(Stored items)
== == ==
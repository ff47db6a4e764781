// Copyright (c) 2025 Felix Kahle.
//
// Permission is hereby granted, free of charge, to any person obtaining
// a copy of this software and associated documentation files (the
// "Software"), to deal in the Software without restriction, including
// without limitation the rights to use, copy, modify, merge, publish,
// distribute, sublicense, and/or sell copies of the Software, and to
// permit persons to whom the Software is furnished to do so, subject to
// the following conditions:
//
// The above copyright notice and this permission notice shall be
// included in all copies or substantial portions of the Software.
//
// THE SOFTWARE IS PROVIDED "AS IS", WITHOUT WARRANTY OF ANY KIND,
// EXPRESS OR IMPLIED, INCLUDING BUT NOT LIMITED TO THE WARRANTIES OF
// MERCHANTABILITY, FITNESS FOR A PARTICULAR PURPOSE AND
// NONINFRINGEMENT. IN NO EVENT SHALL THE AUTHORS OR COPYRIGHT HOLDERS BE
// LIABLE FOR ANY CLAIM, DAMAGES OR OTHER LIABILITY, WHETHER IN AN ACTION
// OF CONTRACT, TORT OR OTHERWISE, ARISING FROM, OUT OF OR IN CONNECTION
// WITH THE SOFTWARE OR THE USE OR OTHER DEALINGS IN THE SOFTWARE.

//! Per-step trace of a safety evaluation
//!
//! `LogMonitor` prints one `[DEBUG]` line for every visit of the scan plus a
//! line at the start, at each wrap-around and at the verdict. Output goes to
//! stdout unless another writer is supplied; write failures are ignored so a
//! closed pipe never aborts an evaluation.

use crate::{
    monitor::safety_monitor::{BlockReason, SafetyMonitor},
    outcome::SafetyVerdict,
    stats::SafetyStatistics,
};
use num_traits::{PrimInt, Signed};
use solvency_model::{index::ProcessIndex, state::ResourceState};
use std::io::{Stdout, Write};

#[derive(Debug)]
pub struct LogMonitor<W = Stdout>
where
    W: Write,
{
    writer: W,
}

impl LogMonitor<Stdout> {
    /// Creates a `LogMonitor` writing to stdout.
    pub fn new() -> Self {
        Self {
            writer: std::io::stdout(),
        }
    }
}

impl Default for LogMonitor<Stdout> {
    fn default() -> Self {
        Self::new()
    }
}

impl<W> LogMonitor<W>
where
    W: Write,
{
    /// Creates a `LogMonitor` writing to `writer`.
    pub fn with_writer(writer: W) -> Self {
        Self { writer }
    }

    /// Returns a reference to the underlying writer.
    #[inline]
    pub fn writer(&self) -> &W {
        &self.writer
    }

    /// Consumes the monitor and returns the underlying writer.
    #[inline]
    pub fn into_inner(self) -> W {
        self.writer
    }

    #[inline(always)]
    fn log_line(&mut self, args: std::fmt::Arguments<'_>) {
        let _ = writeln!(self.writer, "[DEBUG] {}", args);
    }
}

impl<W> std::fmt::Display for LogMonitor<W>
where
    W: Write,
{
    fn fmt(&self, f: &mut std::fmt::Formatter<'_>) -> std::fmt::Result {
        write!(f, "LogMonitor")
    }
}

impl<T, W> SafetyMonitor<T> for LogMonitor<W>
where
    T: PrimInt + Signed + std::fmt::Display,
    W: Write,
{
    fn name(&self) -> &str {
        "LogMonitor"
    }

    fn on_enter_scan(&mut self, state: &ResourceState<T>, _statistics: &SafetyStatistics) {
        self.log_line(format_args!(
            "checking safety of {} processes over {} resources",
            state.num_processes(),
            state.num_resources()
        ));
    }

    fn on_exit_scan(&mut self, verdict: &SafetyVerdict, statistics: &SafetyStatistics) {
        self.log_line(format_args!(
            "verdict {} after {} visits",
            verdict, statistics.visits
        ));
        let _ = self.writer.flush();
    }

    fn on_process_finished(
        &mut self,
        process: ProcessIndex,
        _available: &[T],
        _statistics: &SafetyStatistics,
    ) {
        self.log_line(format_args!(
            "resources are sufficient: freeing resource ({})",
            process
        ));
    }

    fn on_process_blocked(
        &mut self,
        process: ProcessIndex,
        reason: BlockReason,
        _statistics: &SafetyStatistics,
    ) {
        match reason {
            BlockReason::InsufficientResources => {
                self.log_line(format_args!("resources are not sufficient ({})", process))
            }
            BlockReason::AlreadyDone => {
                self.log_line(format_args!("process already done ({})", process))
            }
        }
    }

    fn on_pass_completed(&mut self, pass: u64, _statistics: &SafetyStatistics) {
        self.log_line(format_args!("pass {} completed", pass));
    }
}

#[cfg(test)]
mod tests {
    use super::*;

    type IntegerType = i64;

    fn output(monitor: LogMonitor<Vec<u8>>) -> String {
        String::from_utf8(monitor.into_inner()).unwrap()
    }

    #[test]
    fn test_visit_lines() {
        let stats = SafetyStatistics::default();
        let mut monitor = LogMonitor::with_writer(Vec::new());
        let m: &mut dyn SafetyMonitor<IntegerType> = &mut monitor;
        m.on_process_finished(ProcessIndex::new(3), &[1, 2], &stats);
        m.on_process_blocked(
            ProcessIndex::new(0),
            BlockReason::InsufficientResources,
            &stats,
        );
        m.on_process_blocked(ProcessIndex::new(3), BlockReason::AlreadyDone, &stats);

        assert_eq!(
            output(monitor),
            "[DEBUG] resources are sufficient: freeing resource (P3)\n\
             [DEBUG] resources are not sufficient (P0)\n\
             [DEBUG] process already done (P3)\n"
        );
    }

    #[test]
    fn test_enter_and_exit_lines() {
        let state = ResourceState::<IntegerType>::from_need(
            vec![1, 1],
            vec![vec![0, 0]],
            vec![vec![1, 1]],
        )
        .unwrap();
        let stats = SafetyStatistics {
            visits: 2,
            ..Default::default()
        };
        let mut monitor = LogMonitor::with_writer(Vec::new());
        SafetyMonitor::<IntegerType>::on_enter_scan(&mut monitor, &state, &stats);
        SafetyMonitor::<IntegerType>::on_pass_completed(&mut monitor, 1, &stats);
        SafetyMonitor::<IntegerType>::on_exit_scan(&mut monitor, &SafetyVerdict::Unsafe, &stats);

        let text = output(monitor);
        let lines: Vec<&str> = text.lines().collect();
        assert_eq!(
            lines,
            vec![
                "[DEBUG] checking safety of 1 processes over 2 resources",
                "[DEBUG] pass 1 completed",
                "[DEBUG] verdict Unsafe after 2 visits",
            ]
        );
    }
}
== == ==
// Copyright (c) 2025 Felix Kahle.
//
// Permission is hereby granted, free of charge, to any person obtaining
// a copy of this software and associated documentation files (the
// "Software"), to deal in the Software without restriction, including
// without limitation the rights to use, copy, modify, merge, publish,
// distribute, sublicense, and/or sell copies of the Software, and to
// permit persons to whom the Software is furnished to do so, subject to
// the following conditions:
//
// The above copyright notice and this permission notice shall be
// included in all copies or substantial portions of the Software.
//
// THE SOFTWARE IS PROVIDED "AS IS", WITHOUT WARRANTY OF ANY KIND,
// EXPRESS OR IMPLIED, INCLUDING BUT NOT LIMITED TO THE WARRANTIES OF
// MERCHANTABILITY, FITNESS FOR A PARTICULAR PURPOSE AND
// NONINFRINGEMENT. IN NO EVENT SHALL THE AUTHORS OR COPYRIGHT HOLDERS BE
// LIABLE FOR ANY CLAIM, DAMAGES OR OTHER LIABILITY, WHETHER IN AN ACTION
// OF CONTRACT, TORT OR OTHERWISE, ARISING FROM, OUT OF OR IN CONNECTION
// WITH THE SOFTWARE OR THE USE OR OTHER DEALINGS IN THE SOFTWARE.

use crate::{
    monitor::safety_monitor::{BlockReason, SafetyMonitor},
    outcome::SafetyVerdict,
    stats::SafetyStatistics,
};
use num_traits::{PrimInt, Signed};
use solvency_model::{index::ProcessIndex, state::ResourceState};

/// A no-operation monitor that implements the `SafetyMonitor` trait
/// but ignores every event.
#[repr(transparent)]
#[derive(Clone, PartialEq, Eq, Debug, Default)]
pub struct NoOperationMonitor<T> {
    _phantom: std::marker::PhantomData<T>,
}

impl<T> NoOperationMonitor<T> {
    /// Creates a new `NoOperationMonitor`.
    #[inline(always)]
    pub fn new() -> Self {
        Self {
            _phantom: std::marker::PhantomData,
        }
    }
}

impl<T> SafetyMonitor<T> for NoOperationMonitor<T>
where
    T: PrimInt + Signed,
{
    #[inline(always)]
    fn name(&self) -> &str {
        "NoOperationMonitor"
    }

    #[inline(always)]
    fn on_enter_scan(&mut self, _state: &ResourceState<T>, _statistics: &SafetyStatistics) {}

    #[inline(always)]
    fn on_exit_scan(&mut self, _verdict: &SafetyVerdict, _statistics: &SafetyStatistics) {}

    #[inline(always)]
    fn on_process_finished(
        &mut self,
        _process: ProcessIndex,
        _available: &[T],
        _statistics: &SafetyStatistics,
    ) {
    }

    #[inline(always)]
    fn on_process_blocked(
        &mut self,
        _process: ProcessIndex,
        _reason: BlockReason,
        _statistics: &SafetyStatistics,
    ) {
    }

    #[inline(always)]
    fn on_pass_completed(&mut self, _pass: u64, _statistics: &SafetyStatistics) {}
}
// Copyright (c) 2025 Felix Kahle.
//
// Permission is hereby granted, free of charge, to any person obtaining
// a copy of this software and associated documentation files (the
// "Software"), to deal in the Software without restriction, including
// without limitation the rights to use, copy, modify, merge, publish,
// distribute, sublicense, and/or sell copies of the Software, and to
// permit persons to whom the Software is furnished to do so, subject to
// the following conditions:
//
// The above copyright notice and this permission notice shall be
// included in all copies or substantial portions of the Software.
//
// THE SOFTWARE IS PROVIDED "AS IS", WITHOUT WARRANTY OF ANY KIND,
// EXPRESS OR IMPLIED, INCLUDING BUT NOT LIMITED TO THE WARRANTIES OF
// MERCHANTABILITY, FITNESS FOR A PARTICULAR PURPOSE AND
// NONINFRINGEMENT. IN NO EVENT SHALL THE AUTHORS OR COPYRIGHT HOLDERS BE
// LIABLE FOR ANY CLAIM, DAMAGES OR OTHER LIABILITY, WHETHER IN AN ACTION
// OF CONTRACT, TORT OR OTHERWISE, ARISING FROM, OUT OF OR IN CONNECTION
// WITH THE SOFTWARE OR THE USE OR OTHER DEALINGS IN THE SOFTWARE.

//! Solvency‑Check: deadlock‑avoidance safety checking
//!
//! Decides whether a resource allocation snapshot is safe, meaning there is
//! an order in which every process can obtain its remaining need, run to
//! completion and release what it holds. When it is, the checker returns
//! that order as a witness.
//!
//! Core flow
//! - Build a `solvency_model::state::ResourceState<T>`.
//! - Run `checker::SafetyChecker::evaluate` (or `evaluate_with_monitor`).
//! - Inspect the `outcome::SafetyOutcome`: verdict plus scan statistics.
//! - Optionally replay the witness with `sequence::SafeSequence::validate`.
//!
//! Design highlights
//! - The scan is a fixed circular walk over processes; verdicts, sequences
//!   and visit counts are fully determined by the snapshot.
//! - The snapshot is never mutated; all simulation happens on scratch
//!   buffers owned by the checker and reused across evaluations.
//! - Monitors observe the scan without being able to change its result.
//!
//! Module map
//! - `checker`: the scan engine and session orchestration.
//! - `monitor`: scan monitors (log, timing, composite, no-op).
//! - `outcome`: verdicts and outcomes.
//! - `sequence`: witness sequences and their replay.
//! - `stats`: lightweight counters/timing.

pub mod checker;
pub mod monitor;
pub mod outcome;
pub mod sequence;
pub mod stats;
== == ==
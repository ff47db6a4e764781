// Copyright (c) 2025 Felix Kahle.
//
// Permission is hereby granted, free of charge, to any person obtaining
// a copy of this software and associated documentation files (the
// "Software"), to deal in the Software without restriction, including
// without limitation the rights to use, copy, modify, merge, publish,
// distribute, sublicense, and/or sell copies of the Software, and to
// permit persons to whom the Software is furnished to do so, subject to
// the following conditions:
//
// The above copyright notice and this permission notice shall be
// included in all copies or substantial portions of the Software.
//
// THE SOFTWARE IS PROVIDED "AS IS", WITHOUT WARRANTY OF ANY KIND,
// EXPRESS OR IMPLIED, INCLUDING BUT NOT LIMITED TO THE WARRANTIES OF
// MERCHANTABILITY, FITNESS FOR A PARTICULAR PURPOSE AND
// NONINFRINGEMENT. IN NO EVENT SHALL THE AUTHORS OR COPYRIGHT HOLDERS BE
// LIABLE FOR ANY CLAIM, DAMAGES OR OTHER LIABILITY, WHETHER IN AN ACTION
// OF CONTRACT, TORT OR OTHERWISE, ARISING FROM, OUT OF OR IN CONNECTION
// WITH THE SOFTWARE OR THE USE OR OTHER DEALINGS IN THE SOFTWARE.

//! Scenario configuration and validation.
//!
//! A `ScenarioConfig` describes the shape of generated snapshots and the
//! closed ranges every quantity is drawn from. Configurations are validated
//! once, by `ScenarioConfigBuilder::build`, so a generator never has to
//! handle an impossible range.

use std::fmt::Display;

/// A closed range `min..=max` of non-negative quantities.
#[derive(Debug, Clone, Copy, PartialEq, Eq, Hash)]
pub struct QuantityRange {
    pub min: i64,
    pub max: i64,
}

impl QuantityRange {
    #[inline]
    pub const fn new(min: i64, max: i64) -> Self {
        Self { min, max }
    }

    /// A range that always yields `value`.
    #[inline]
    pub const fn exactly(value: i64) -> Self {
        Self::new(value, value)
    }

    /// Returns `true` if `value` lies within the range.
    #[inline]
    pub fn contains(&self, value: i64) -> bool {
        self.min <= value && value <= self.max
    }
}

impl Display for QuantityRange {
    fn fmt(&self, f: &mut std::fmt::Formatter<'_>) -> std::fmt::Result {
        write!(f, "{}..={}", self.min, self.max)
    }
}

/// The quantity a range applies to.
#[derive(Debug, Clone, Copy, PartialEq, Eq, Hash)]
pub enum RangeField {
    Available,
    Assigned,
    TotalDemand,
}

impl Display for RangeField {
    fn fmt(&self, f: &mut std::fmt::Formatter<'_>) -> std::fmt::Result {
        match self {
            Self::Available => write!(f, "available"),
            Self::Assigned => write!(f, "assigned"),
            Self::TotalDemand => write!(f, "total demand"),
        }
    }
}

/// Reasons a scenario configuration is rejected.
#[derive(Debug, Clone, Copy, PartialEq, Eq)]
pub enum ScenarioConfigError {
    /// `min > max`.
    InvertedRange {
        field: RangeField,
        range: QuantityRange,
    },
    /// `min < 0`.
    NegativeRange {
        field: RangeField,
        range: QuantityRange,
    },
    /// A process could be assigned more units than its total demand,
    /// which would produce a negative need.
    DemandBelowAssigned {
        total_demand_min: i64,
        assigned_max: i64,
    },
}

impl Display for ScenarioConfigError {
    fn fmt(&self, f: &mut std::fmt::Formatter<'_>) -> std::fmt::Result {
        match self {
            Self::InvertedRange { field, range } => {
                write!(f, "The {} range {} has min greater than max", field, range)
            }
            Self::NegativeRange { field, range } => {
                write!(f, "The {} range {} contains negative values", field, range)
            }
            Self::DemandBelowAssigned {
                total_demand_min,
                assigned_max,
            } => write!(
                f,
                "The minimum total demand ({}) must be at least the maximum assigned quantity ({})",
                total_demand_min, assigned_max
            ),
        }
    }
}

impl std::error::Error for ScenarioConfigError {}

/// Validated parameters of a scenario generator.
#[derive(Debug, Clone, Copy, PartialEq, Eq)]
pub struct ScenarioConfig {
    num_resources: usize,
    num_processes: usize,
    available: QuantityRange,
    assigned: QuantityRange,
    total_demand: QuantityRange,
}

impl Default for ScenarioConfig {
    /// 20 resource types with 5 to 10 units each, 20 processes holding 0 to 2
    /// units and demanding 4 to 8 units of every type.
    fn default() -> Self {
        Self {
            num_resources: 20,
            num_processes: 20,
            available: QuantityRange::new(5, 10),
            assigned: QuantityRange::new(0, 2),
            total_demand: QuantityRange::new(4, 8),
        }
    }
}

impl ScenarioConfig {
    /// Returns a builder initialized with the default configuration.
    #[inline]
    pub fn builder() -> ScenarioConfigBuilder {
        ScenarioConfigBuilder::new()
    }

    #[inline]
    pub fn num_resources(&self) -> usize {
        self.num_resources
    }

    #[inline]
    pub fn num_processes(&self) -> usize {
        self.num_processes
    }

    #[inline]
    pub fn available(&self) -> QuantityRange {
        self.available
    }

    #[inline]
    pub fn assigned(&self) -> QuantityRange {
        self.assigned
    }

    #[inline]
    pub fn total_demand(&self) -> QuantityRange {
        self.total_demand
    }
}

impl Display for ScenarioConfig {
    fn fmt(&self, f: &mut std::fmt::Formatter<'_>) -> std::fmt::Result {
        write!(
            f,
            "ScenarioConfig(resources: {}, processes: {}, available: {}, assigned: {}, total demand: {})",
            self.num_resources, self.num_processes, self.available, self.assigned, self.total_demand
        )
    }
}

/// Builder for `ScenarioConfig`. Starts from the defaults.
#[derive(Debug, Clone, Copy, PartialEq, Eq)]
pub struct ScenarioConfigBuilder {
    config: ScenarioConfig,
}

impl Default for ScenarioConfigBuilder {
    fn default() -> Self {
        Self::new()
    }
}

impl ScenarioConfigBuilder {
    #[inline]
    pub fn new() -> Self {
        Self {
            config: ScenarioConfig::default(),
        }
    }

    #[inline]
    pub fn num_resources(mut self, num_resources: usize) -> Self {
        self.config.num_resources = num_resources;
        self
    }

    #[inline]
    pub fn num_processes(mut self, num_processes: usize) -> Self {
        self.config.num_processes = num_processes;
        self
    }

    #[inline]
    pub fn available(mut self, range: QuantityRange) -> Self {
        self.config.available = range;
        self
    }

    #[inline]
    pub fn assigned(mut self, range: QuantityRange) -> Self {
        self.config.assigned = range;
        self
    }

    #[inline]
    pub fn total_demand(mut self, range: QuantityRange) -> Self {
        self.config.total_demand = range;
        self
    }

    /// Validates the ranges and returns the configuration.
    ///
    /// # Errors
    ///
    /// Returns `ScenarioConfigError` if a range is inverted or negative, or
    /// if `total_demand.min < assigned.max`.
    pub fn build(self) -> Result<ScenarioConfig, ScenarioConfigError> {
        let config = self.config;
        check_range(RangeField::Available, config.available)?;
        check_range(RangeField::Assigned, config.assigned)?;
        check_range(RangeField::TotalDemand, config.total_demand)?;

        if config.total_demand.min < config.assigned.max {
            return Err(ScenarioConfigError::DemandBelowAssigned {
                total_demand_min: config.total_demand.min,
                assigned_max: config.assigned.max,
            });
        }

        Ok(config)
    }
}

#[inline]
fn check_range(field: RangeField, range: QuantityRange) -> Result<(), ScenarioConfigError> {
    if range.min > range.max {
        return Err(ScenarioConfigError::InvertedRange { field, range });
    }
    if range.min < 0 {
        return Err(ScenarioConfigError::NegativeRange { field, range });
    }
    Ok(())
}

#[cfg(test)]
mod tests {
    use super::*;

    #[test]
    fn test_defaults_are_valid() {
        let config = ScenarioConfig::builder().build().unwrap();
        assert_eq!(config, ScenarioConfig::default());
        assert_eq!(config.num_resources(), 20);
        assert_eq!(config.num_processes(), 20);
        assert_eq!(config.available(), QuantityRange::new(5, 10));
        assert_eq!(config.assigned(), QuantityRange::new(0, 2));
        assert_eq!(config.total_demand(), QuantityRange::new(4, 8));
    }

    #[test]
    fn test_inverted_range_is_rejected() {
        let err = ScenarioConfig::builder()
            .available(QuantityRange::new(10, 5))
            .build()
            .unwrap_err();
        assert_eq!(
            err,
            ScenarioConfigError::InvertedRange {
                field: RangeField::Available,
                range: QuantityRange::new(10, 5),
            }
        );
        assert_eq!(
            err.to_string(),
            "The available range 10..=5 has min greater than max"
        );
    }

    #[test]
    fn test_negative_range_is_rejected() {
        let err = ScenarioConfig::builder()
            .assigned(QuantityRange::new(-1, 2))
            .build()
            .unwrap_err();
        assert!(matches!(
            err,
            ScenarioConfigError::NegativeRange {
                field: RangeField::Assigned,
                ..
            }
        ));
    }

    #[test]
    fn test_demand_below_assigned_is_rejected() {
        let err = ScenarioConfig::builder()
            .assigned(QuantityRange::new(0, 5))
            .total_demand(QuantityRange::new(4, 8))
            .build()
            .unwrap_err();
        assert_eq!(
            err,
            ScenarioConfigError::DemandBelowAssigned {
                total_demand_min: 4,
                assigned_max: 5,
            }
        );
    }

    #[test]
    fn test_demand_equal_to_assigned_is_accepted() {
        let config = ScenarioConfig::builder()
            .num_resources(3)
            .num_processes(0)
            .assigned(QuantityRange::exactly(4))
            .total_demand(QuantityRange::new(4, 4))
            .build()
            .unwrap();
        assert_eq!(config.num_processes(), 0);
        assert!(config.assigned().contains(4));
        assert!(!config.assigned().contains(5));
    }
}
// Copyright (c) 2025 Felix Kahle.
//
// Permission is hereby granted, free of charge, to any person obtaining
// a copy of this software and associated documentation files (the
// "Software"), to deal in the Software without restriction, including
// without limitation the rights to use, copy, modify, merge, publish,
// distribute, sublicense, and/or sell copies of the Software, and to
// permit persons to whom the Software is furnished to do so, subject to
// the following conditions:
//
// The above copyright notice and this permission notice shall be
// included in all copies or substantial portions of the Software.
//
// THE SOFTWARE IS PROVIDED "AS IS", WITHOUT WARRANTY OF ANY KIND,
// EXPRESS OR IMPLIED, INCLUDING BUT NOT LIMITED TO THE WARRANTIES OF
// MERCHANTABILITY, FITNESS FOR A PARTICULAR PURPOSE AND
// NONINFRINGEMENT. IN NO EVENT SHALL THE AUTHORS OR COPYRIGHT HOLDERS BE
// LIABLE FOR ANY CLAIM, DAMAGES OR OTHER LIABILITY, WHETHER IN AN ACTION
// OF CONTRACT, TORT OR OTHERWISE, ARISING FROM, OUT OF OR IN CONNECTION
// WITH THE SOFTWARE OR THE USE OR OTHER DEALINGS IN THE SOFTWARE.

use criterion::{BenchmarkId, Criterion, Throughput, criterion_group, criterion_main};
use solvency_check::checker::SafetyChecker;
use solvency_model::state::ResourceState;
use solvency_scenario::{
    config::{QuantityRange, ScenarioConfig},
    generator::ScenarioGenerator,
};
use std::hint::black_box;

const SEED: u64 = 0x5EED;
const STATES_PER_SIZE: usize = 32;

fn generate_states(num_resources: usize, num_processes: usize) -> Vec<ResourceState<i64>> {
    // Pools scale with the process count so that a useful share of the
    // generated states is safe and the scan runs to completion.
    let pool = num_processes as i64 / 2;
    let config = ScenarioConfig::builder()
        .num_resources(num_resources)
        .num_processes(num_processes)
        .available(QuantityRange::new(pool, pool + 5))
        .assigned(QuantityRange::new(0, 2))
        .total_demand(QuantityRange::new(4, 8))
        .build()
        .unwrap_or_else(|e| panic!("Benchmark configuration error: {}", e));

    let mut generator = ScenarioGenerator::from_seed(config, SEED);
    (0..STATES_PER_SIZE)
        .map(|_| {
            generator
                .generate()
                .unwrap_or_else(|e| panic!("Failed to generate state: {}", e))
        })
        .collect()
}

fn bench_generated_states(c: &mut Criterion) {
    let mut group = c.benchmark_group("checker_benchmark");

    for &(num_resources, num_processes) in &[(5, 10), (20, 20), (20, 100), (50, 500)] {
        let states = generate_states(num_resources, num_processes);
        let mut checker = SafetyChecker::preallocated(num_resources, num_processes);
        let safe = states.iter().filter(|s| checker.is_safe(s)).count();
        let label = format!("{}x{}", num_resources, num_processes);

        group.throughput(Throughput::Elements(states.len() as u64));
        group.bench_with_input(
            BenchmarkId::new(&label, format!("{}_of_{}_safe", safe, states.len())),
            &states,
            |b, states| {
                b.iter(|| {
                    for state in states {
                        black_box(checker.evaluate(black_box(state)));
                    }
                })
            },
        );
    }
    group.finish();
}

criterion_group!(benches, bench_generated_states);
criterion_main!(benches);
== == ==
List all lines above in which the string "Display" appears.

impl<W> std::fmt::Display for LogMonitor<W>
    T: PrimInt + Signed + std::fmt::Display,
use std::fmt::Display;
impl Display for QuantityRange {
impl Display for RangeField {
impl Display for ScenarioConfigError {
impl Display for ScenarioConfig {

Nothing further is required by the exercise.